Another decade is almost done and here we are. Still together. Still exploring. You’ve known heartbreak that made you feel as though you would shatter but you didn’t. You ached from the trauma and still, you carried me through. You came to a point where you could have given up, could have surrendered to the tug back home but you didn’t. You began to heal. In your desire to stay alive and mine to find joy, we have grown closer than ever. I’ve learned how many secrets you’ve kept hidden away, how many hooks were buried deep. The scars are more elastic than the skin that they replaced, and I can look at them with love for the first time. I have watched you change so many times and I am finally beginning to see you with the eyes of acceptance. The space between your cells is vibrating at higher rates and life is changing at an astounding rate. I feed you differently – both with food and activity. We are relearning pleasure, relearning joy. You are shedding the weight you no longer need to hide behind. I am imperfect – still finding ways to make you wait, still learning what you need to thrive. But you, dear sweet body, you are perfect. Holding my hands over my heart I bow to you with tears in my eyes. Thank you for carrying me so well, for so long. I’m sorry. I love you. Let’s dance.

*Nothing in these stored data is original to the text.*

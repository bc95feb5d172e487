use crate::time::normalize_time;
use crate::{ItineraryItem, ValidationError, validate_agenda};
use serde::{Deserialize, Serialize};
use thiserror::Error;
use tracing::info;
use uuid::Uuid;

#[derive(Debug, Error, PartialEq, Eq)]
pub enum AgendaError {
    #[error("No agenda item with id {0}")]
    UnknownItem(Uuid),

    #[error("Pinned item '{0}' cannot be moved or removed")]
    Pinned(String),

    #[error("Position {index} is out of range for an agenda of {len} items")]
    OutOfRange { index: usize, len: usize },
}

/// Copy `chosen` with every item given a fresh identifier.
///
/// Identifiers never repeat across calls, even when the same items are
/// applied twice.
pub fn apply_selection(chosen: &[ItineraryItem]) -> Vec<ItineraryItem> {
    chosen
        .iter()
        .map(|item| ItineraryItem {
            id: Uuid::new_v4(),
            ..item.clone()
        })
        .collect()
}

/// The authoritative, in-memory agenda.
#[derive(Debug, Clone, Default, Serialize, Deserialize)]
pub struct Agenda {
    items: Vec<ItineraryItem>,
}

impl Agenda {
    pub fn new() -> Self {
        Self::default()
    }

    /// Normalize every item time, then validate the result.
    pub fn from_items(mut items: Vec<ItineraryItem>) -> Result<Self, ValidationError> {
        for item in &mut items {
            item.time = normalize_time(&item.time);
        }
        validate_agenda(&items)?;
        Ok(Self { items })
    }

    pub fn items(&self) -> &[ItineraryItem] {
        &self.items
    }

    pub fn into_items(self) -> Vec<ItineraryItem> {
        self.items
    }

    pub fn len(&self) -> usize {
        self.items.len()
    }

    pub fn is_empty(&self) -> bool {
        self.items.is_empty()
    }

    pub fn pinned(&self) -> impl Iterator<Item = &ItineraryItem> {
        self.items.iter().filter(|i| i.pinned)
    }

    pub fn flexible(&self) -> impl Iterator<Item = &ItineraryItem> {
        self.items.iter().filter(|i| !i.pinned)
    }

    /// Append an item; its time is normalized on the way in.
    pub fn push(&mut self, mut item: ItineraryItem) -> Uuid {
        item.time = normalize_time(&item.time);
        let id = item.id;
        self.items.push(item);
        id
    }

    pub fn remove(&mut self, id: Uuid) -> Result<ItineraryItem, AgendaError> {
        let index = self.index_of(id)?;
        if self.items[index].pinned {
            return Err(AgendaError::Pinned(self.items[index].title.clone()));
        }
        Ok(self.items.remove(index))
    }

    /// Flip the pin and return the new state.
    pub fn toggle_pin(&mut self, id: Uuid) -> Result<bool, AgendaError> {
        let index = self.index_of(id)?;
        let item = &mut self.items[index];
        item.pinned = !item.pinned;
        Ok(item.pinned)
    }

    /// Drag-and-drop reorder. Pinned items stay where they are.
    pub fn move_item(&mut self, from: usize, to: usize) -> Result<(), AgendaError> {
        let len = self.items.len();
        for index in [from, to] {
            if index >= len {
                return Err(AgendaError::OutOfRange { index, len });
            }
        }
        if self.items[from].pinned {
            return Err(AgendaError::Pinned(self.items[from].title.clone()));
        }
        let item = self.items.remove(from);
        self.items.insert(to, item);
        Ok(())
    }

    /// Swap the whole agenda for `chosen`, re-identified.
    pub fn replace_with_selection(&mut self, chosen: &[ItineraryItem]) {
        let fresh = apply_selection(chosen);
        info!(
            "Replacing agenda of {} items with selection of {}",
            self.items.len(),
            fresh.len()
        );
        self.items = fresh;
    }

    fn index_of(&self, id: Uuid) -> Result<usize, AgendaError> {
        self.items
            .iter()
            .position(|i| i.id == id)
            .ok_or(AgendaError::UnknownItem(id))
    }
}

We’ve been together a long time now—you certainly deserve a love letter. Where do I begin?
I love how you love the earth—birds so delight you, the ocean deeply speaks to you, your joy in encountering wild animals, your satisfaction in gardening and preparing food from it in season. I love this beautiful earthiness about you—that you love being outside and come so especially to life when you’re outdoors, especially in wilderness and sunlight. This is so beautiful about you—that you connect with the land and her waters and delight to learn about the trees and the plants, the geographies and geologies and human-cultured histories of connection with the land, the rocks and the birds and the animals and bodies of water. You educate yourself about the world around you and delight in being better and better acquainted with where you are and where you lived. I find that so beautiful.
I love the earth that is your body. Long and lean, graceful and strong. I see it in your graceful, slender fingers that look like you play the piano and work days with hand tools—fingers that are so practical and so effortlessly artistic in their beauty. Your whole body is like that—androgynous—the body of a flowing female dancer—light, flexible beauty and grace, and the body of a teenage boy—straight and lean with strong little muscles and sharp bones and the awkwardness of having not an ounce of spare flesh on long limbs that are still arranging themselves. Your body is a mystery; a reflection of the universe and a reflection of you. And your eyes light it up—so clean and deep and often vivid with the vibrance and depth of your being. I love the way the beauty of your being is revealed in your body.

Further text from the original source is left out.